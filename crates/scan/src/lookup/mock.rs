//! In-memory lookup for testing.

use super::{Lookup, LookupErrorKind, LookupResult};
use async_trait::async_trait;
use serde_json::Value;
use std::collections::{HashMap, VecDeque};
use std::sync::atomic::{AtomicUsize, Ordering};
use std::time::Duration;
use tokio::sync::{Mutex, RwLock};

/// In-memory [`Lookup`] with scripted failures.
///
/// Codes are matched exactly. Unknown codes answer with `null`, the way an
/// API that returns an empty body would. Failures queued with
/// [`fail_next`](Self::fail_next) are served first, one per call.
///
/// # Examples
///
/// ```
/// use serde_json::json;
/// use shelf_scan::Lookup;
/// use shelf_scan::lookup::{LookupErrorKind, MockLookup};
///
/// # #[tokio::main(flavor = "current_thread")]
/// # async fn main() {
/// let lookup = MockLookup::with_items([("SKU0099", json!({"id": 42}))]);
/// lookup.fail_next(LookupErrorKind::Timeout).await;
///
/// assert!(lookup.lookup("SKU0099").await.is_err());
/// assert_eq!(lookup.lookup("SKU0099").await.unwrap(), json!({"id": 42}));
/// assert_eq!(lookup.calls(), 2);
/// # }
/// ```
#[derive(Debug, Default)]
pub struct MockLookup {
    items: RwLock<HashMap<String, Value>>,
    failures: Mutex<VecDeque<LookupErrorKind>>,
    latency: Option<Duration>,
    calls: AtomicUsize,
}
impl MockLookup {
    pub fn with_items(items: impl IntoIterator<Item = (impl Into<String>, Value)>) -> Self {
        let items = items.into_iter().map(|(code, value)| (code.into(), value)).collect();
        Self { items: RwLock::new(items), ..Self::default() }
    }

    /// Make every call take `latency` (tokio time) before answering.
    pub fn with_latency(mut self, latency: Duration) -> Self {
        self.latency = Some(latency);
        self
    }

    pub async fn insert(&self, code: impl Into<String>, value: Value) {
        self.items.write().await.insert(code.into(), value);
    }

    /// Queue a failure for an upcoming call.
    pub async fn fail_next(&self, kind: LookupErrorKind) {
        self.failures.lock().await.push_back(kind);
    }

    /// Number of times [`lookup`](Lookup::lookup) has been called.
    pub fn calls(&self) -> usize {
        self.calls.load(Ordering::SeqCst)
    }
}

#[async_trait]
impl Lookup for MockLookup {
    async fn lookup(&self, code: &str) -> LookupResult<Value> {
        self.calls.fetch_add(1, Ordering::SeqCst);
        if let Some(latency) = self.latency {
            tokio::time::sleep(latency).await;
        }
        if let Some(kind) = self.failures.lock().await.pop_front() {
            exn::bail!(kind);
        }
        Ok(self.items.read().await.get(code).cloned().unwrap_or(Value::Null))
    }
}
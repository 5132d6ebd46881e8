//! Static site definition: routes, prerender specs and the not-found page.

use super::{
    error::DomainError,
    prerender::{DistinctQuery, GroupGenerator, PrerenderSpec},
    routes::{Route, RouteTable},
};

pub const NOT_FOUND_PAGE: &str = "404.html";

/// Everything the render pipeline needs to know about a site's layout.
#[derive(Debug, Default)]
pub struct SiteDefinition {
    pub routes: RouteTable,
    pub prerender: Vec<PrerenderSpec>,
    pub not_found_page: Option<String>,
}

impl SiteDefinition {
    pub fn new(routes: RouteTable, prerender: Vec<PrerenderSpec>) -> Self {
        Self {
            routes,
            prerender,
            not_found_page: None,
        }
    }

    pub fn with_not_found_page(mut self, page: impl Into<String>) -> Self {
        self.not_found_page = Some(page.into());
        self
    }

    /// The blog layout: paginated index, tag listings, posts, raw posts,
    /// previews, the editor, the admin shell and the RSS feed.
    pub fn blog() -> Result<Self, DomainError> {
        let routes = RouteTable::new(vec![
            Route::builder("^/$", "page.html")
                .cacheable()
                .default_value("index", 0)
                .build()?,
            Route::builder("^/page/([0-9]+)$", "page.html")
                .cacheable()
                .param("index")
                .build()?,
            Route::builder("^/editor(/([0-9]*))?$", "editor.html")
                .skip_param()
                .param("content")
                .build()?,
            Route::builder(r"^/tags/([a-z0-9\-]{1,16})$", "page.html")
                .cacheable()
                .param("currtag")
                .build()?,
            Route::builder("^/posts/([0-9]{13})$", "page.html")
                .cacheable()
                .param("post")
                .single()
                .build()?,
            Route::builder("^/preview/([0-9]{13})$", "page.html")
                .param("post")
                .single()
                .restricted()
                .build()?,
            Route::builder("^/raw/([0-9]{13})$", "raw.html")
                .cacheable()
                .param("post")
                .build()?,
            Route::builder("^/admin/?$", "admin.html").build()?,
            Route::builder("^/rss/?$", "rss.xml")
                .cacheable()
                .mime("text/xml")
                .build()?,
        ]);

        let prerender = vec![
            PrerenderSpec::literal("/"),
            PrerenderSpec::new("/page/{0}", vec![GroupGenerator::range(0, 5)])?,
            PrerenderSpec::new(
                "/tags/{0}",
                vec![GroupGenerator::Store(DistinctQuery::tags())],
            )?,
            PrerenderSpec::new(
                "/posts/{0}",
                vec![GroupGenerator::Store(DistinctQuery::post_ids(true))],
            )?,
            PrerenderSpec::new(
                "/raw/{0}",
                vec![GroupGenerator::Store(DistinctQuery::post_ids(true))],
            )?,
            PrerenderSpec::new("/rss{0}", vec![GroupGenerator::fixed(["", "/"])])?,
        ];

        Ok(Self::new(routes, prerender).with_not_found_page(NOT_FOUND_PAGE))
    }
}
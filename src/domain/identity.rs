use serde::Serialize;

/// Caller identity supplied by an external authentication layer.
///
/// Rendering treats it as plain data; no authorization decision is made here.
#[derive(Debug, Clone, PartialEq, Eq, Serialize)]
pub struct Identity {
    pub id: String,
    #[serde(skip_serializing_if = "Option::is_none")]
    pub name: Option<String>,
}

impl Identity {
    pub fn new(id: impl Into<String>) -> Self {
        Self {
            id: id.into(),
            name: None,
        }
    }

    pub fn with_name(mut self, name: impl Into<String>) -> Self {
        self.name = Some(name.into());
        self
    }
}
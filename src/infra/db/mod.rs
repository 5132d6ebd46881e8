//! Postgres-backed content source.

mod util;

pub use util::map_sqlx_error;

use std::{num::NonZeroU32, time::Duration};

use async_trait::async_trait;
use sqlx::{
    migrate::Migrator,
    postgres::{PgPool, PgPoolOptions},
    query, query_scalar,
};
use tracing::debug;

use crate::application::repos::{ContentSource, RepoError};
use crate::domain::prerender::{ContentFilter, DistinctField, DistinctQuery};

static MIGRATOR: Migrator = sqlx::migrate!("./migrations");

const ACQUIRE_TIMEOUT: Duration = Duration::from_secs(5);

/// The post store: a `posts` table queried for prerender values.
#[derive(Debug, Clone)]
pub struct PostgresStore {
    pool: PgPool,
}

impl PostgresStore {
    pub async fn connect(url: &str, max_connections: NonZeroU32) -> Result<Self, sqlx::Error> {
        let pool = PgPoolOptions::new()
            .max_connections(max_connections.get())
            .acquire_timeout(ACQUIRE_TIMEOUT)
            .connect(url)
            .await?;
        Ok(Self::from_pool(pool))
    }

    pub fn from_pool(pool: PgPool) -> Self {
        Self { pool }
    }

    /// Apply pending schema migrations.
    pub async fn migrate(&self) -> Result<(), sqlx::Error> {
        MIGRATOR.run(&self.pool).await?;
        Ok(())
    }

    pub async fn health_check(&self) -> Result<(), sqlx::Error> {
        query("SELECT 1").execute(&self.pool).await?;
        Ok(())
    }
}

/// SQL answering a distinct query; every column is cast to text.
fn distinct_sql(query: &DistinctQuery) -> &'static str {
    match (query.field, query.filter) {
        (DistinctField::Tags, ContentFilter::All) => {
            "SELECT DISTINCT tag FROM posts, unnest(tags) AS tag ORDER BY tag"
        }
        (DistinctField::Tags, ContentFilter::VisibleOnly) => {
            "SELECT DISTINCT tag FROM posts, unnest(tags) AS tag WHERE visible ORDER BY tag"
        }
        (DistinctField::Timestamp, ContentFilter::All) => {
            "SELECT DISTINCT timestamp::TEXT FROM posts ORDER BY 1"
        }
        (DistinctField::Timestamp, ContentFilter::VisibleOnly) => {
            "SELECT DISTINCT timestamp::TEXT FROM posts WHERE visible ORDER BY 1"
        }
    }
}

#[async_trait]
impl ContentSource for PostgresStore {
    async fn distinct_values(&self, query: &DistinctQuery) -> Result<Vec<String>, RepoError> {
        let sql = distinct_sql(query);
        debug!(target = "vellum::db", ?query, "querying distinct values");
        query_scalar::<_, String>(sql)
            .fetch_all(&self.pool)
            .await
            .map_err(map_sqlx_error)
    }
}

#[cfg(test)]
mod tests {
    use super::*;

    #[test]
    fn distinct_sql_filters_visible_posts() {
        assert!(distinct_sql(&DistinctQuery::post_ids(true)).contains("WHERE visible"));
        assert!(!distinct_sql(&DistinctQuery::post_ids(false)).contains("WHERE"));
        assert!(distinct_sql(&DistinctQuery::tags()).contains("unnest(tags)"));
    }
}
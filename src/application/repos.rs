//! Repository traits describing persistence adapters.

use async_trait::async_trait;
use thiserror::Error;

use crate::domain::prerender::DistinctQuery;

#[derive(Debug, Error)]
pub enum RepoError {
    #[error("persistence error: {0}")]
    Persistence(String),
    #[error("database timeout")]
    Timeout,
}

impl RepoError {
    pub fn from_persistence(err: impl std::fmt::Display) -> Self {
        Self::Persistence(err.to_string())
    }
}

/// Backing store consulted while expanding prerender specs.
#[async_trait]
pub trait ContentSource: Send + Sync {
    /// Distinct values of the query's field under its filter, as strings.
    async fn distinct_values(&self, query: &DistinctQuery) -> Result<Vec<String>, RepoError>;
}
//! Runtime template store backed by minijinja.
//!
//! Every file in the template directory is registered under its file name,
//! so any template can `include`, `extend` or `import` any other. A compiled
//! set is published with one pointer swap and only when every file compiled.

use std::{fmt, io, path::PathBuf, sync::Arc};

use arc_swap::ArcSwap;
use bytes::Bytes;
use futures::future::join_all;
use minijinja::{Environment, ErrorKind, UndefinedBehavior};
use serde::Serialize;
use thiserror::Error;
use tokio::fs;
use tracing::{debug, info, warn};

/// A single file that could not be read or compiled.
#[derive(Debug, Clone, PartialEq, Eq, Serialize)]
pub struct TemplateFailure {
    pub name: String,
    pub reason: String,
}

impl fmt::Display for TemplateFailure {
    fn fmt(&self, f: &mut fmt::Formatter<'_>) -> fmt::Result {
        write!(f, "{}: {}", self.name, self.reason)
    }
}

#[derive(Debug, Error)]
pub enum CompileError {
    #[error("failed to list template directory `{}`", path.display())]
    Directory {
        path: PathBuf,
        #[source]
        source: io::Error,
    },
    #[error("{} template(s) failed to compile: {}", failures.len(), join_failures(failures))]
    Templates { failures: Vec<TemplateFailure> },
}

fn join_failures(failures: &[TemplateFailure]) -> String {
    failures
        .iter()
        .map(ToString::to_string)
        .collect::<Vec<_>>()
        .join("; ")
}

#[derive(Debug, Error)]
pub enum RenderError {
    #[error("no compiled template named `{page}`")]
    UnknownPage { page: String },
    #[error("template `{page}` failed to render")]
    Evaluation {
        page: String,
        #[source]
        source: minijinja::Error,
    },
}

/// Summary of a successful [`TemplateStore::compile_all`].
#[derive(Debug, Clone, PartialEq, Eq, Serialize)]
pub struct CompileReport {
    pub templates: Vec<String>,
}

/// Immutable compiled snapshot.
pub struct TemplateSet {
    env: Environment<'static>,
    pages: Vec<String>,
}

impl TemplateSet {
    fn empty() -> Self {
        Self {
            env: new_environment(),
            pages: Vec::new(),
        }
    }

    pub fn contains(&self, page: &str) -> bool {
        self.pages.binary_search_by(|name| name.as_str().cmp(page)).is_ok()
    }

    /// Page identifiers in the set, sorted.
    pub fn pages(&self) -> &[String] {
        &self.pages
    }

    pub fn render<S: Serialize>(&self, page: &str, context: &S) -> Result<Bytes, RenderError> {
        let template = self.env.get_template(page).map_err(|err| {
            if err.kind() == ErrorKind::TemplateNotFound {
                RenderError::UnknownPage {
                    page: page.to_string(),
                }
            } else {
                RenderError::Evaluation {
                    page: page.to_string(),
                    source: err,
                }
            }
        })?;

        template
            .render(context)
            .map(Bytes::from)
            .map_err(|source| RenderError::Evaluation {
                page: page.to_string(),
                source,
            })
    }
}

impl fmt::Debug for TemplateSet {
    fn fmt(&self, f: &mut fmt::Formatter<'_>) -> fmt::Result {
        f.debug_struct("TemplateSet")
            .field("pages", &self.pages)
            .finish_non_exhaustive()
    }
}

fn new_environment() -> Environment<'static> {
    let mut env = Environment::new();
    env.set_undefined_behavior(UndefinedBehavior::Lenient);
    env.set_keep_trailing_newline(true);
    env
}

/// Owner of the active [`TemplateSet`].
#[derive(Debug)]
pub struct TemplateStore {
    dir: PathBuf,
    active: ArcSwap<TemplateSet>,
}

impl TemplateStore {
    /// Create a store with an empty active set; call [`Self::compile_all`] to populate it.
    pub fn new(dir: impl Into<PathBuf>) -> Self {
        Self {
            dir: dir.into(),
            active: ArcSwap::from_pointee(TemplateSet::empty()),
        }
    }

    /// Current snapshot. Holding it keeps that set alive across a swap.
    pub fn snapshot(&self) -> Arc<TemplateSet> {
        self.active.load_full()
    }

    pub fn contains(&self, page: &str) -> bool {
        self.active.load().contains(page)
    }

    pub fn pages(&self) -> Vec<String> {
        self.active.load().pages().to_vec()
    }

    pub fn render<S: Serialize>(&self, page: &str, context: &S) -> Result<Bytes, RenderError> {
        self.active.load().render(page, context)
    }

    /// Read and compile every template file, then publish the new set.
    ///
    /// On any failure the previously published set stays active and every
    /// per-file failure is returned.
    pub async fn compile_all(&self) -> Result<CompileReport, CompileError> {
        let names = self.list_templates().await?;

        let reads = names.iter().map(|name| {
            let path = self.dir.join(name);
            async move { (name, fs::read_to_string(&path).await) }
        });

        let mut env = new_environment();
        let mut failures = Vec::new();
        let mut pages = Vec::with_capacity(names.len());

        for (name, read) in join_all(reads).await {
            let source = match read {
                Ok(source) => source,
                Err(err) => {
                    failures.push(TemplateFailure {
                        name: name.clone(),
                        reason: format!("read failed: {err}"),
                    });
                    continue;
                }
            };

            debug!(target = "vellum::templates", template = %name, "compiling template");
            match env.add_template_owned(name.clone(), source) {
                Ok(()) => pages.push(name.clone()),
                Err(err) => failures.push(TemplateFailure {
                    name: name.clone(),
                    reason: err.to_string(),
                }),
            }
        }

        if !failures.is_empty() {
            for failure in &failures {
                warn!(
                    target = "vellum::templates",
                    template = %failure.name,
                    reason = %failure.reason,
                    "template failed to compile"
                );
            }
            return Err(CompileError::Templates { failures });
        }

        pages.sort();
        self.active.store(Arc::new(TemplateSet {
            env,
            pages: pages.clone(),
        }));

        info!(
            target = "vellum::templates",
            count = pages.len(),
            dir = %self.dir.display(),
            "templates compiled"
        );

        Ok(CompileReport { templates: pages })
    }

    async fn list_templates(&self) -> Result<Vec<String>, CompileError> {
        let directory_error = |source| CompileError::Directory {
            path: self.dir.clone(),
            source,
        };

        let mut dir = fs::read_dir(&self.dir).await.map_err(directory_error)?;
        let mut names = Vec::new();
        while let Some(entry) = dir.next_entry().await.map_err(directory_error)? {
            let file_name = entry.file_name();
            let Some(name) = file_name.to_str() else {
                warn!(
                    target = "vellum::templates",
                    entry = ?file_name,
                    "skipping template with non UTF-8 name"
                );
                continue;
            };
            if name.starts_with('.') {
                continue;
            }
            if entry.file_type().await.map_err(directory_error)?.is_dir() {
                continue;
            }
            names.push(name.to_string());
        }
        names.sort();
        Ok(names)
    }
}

-------------------------

**EXERCISE AIM**
Repeat the entries verbatim through the line with "use std::time::Duration;".

**REPLY**
filename crates/scan/src/lookup/mock.rs
//! In-memory lookup for testing.

use super::{Lookup, LookupErrorKind, LookupResult};
use async_trait::async_trait;
use serde_json::Value;
use std::collections::{HashMap, VecDeque};
use std::sync::atomic::{AtomicUsize, Ordering};
use std::time::Duration;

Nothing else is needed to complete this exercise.